More specifically, the method comprises extracting DNA from a mammalian biological sample; conducting a first amplification by PCR of at least a portion of the extracted DNA in the presence of at least one competitor sequence comprising a polynucleotide substantially homologous to a polynucleotide in a DNA sequence of a known HPV type, and having a nucleotide substitution not present in said HPV DNA sequence; conducting a second amplification by PCR in the presence of at least one extension primer for said known HPV type and at least two different dideoxynucleotides; and determining the level of any amplified extension primer for the known HPV type by mass spectrometry.
Sysmex has been awarded US Patent No. 8,076,080, "Nucleic acid amplification primers for detecting cytokeratins and examination method with the use of the primers."
Sachiyo Tada, Yasumasa Akai, Yasuyuki Imura, Shigeki Abe, and Harumi Minekawa are named as inventors on the patent.
Provides novel primers to be used in gene amplification reactions for detecting human cytokeratins.
Quest Diagnostics has been awarded US Patent No. 8,076,078, "Cystic fibrosis gene mutations."
Matthew McGinniss, Arlene Buller, Franklin Quan, Mei Peng, and Weimin Sun are named as inventors on the patent.
Provides novel mutations of the CFTR gene related to cystic fibrosis or to conditions associated with cystic fibrosis. Also provides probes for detecting the mutant sequences. Further provides methods of identifying whether an individual has a genotype containing one or more mutations in the CFTR gene.
Genetag Technologies has been awarded US Patent No. 8,076,067, "Probe-antiprobe compositions and methods for DNA or RNA detection."
David Shafer is named as inventor on the patent.
The invention provides novel compositions and methods for detecting unlabeled nucleic acid targets using labeled polynucleotide probes and partially complementary antiprobes. The interaction of probes, antiprobes, and targets results in signaling changes that indicate target frequency. This detection mechanism is called a DNA detection switch, and it enables endpoint detection, microarray detection, and real-time PCR detection of a variety of nucleic acid targets including microbial species and subspecies, drug-resistant mutants, and pathogenic strains.
Genentech has been awarded US Patent No. 8,076,066, "Gene detection assay for improving the likelihood of an effective response to a HER2 antibody cancer therapy."
Robert Mass is named as inventor on the patent.

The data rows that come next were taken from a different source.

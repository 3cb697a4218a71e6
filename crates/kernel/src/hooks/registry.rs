//! Hook registry - indexes which plugins contribute to which hooks.
//!
//! The registry maps hook names to an ordered list of handlers. Handlers are
//! kept sorted by weight (lower = called first); handlers with equal weight
//! stay in registration order.

use std::collections::HashMap;
use std::fmt;
use std::sync::Arc;

use ordine_sdk::{MenuConstructor, MenuItem, MenuItemProvider, provider_fn};
use tracing::debug;

/// A registered hook handler with plugin reference and priority.
pub struct HookHandler<T: ?Sized> {
    /// Plugin that registered this handler.
    pub plugin: String,
    /// Weight for ordering (lower = higher priority).
    pub weight: i32,
    /// The registered capability.
    pub handler: Arc<T>,
}

impl<T: ?Sized> Clone for HookHandler<T> {
    fn clone(&self) -> Self {
        Self {
            plugin: self.plugin.clone(),
            weight: self.weight,
            handler: Arc::clone(&self.handler),
        }
    }
}

impl<T: ?Sized> fmt::Debug for HookHandler<T> {
    fn fmt(&self, f: &mut fmt::Formatter<'_>) -> fmt::Result {
        f.debug_struct("HookHandler")
            .field("plugin", &self.plugin)
            .field("weight", &self.weight)
            .finish_non_exhaustive()
    }
}

/// Handler that contributes one menu item.
pub type ItemHook = HookHandler<dyn MenuItemProvider>;

/// Handler that alters a finished menu.
pub type ConstructHook = HookHandler<dyn MenuConstructor>;

/// Registry mapping hook names to ordered handlers.
///
/// Built once at startup and then shared read-only behind an `Arc`.
#[derive(Debug, Default)]
pub struct HookRegistry {
    items: HashMap<String, Vec<ItemHook>>,
    constructors: HashMap<String, Vec<ConstructHook>>,
}

impl HookRegistry {
    /// Create an empty registry.
    pub fn new() -> Self {
        Self::default()
    }

    /// Register a menu item provider with the default weight.
    pub fn register_item(
        &mut self,
        hook: &str,
        plugin: &str,
        provider: impl MenuItemProvider + 'static,
    ) {
        self.register_item_weighted(hook, plugin, 0, provider);
    }

    /// Register a menu item provider with an explicit weight.
    pub fn register_item_weighted(
        &mut self,
        hook: &str,
        plugin: &str,
        weight: i32,
        provider: impl MenuItemProvider + 'static,
    ) {
        let handler: ItemHook = HookHandler {
            plugin: plugin.to_string(),
            weight,
            handler: Arc::new(provider),
        };
        let list = self.items.entry(hook.to_string()).or_default();
        insert_ordered(list, handler);
        debug!(hook = %hook, plugin = %plugin, weight, "registered menu item provider");
    }

    /// Register a closure that builds a menu item.
    pub fn register_fn<F>(&mut self, hook: &str, plugin: &str, f: F)
    where
        F: Fn() -> MenuItem + Send + Sync + 'static,
    {
        self.register_item(hook, plugin, provider_fn(f));
    }

    /// Register a menu constructor with the default weight.
    pub fn register_constructor(
        &mut self,
        hook: &str,
        plugin: &str,
        constructor: impl MenuConstructor + 'static,
    ) {
        self.register_constructor_weighted(hook, plugin, 0, constructor);
    }

    /// Register a menu constructor with an explicit weight.
    pub fn register_constructor_weighted(
        &mut self,
        hook: &str,
        plugin: &str,
        weight: i32,
        constructor: impl MenuConstructor + 'static,
    ) {
        let handler: ConstructHook = HookHandler {
            plugin: plugin.to_string(),
            weight,
            handler: Arc::new(constructor),
        };
        let list = self.constructors.entry(hook.to_string()).or_default();
        insert_ordered(list, handler);
        debug!(hook = %hook, plugin = %plugin, weight, "registered menu constructor");
    }

    /// Get item providers for a hook, in call order.
    ///
    /// Returns an empty slice if nothing is registered under the hook.
    pub fn get_hooks(&self, hook: &str) -> &[ItemHook] {
        self.items.get(hook).map(|v| v.as_slice()).unwrap_or(&[])
    }

    /// Get constructors for a hook, in call order.
    pub fn get_constructors(&self, hook: &str) -> &[ConstructHook] {
        self.constructors
            .get(hook)
            .map(|v| v.as_slice())
            .unwrap_or(&[])
    }

    /// Check if anything is registered under a hook.
    pub fn has_hook(&self, hook: &str) -> bool {
        self.handler_count(hook) > 0
    }

    /// Number of handlers (providers and constructors) under a hook.
    pub fn handler_count(&self, hook: &str) -> usize {
        self.get_hooks(hook).len() + self.get_constructors(hook).len()
    }

    /// All hook names with at least one handler.
    pub fn hook_names(&self) -> impl Iterator<Item = &str> {
        let constructor_only = self
            .constructors
            .keys()
            .filter(|name| !self.items.contains_key(*name));
        self.items
            .keys()
            .chain(constructor_only)
            .map(|s| s.as_str())
    }

    /// Number of distinct hooks.
    pub fn hook_count(&self) -> usize {
        self.hook_names().count()
    }
}

/// Insert after every handler with weight <= the new one.
fn insert_ordered<T: ?Sized>(list: &mut Vec<HookHandler<T>>, handler: HookHandler<T>) {
    let pos = list.partition_point(|h| h.weight <= handler.weight);
    list.insert(pos, handler);
}
#![allow(clippy::unwrap_used, clippy::expect_used)]
//! Common test utilities for integration tests.
//!
//! Builds the REAL router over a menu set loaded from the sample manifest,
//! so requests go through the same handlers the binary serves.

#![allow(dead_code)]

use std::path::Path;

use axum::Router;
use axum::body::Body;
use axum::http::Request;
use axum::response::Response;
use http_body_util::BodyExt;
use serde_json::Value;
use tower::ServiceExt;

use ordine_kernel::AppState;
use ordine_kernel::manifest::MenuManifest;
use ordine_kernel::menu::MenuSet;
use ordine_kernel::routes;
use ordine_test_utils::SAMPLE_MANIFEST;

/// Menu set built from [`SAMPLE_MANIFEST`].
pub fn sample_menus() -> MenuSet {
    MenuManifest::parse_str(SAMPLE_MANIFEST, Path::new("sample.toml"))
        .expect("sample manifest must parse")
        .build()
}

/// Test application wrapping the full router.
pub struct TestApp {
    router: Router,
}

impl TestApp {
    pub fn new(menus: MenuSet) -> Self {
        Self {
            router: routes::app(AppState::from_menus(menus)),
        }
    }

    pub fn sample() -> Self {
        Self::new(sample_menus())
    }

    /// Send a request through the router.
    pub async fn request(&self, request: Request<Body>) -> Response {
        self.router
            .clone()
            .oneshot(request)
            .await
            .expect("Failed to send request")
    }

    /// GET a path.
    pub async fn get(&self, uri: &str) -> Response {
        self.request(Request::get(uri).body(Body::empty()).unwrap())
            .await
    }
}

pub async fn response_json(response: Response) -> Value {
    let body = response.into_body().collect().await.unwrap().to_bytes();
    serde_json::from_slice(&body).unwrap_or_else(|_| {
        let text = String::from_utf8_lossy(&body);
        panic!("Failed to parse JSON: {text}");
    })
}

pub async fn response_text(response: Response) -> String {
    let body = response.into_body().collect().await.unwrap().to_bytes();
    String::from_utf8_lossy(&body).to_string()
}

Provides a method for more effective treatment of patients who are susceptible to or diagnosed with tumors overexpressing HER2, as determined by a gene amplification assay, with a HER2 antibody. The method comprises administering a cancer-treating dose of the HER2 antibody, preferably in addition to chemotherapeutic agents, to a subject in whose tumor cells HER2 has been found to be amplified e.g., by fluorescent in situ hybridization.
Roche Molecular Systems has been awarded US Patent No. 8,071,536, "Mutant DNA polymerases with improved pyrophosphorolysis activated polymerization."
Keith Bauer and David Gelfand are named as inventors on the patent.
Discloses mutant DNA polymerases having improved extension rates relative to a corresponding, unmodified polymerase. The mutant polymerases are useful in a variety of disclosed primer extension methods. The patent also discloses related compositions, including recombinant nucleic acids, vectors, and host cells, which are useful for production of the mutant DNA polymerases.